Crudeli perché la favola è la narrazione più semplice per spiegare fin da bambini le fragilità e i pericoli del mondo.
Poi mi son detta, qual è la cosa che ti da fastidio quando acquisti un libro illustrato? Il fatto di tenerlo in libreria e vedere a colpo d’occhio solo il titolo sul bordo di copertina. Allora come puoi ovviare a questo? Semplice! Ne faccio delle cartoline da poter incorniciare a parete.
Raccontaci un po’ più di te, chi è Michela Di Lanzo? Che tipo di formazione hai, che percorso hai fatto prima di diventare MDL?
Dobbiamo partire davvero dal principio in questo caso con la classica frase <io da bambina ….>. Io sono stata una di quelle bambine che fin dall’asilo era una disturbatrice seriale, non dormivo e non facevo dormire gli altri piccoletti.

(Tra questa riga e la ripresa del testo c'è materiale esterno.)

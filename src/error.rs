// Error taxonomy for the collection pipeline.
// Missing optional fields are never errors; they resolve to defaults where they are read.

/// A poll target that cannot be polled.
#[derive(Debug, Clone, PartialEq, Eq, thiserror::Error)]
pub enum ConfigurationError {
    #[error("poll target is missing a node name")]
    MissingNode,
    #[error("poll target is missing a guest id")]
    MissingGuestId,
    #[error("poll interval must be greater than zero")]
    ZeroInterval,
}

/// Failure talking to the hypervisor management API.
#[derive(Debug, thiserror::Error)]
pub enum UpstreamError {
    /// Base URL or API token missing from config; reported at call time, not at startup.
    #[error("hypervisor API is not configured: {0}")]
    NotConfigured(&'static str),

    /// Raw path rejected before any request was made.
    #[error("invalid hypervisor API path: {0}")]
    InvalidPath(String),

    /// Non-success HTTP status from the API.
    #[error("hypervisor API request failed with status {status}")]
    Status { status: u16, body: String },

    /// Transport, TLS, timeout or body decoding failure.
    #[error("hypervisor API transport error: {0}")]
    Transport(#[from] reqwest::Error),
}

impl UpstreamError {
    /// HTTP status reported by the API, if the request got that far.
    pub fn status(&self) -> Option<u16> {
        match self {
            Self::Status { status, .. } => Some(*status),
            _ => None,
        }
    }
}

/// Failure reading or writing the snapshot store.
#[derive(Debug, thiserror::Error)]
pub enum PersistenceError {
    #[error("snapshot store: SQLite error: {0}")]
    Sqlite(#[from] sqlx::Error),

    #[error("snapshot store: raw counter encoding failed: {0}")]
    Encoding(#[from] serde_json::Error),

    #[error("snapshot store: cannot prepare database path: {0}")]
    Io(#[from] std::io::Error),
}

/// Error from one direct poll-extract-persist cycle.
#[derive(Debug, thiserror::Error)]
pub enum CollectError {
    #[error(transparent)]
    Configuration(#[from] ConfigurationError),
    #[error(transparent)]
    Upstream(#[from] UpstreamError),
    #[error(transparent)]
    Persistence(#[from] PersistenceError),
}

Le maestre mi mettevano in una stanza e ne uscivo sporca di colori dalla testa ai piedi.
Ero una bambina che passava i pomeriggi a catalogare i coriandoli per tonalità cromatica, separavo i veli della carta igienica e ci disegnavo sopra, raccoglievo foglie e fiori finchè non ottenevo tutti i colori, e quanto mi incazzavo a non trovare il nero in natura!
Direi che ho convinto così i miei genitori ad iscrivermi all’Istituto d’Arte, volevo fare la ceramista dapprima, ma, mi trovai al corso di Pittura e Decorazione Pittorica.
Poi ci fu l’Accademia ad Urbino, è qui che ho iniziato ad approcciarmi in maniera meno didattica a quello che era il mondo dell’arte.
Tanta sperimentazione e confronto sul campo, ma la delusione fece presto ad arrivare perché intellettivamente avevo raggiunto una consapevolezza e dimestichezza non indifferente, ma nella pratica non sapevo cosa avrei potuto fare nella vita con tutta quella conoscenza.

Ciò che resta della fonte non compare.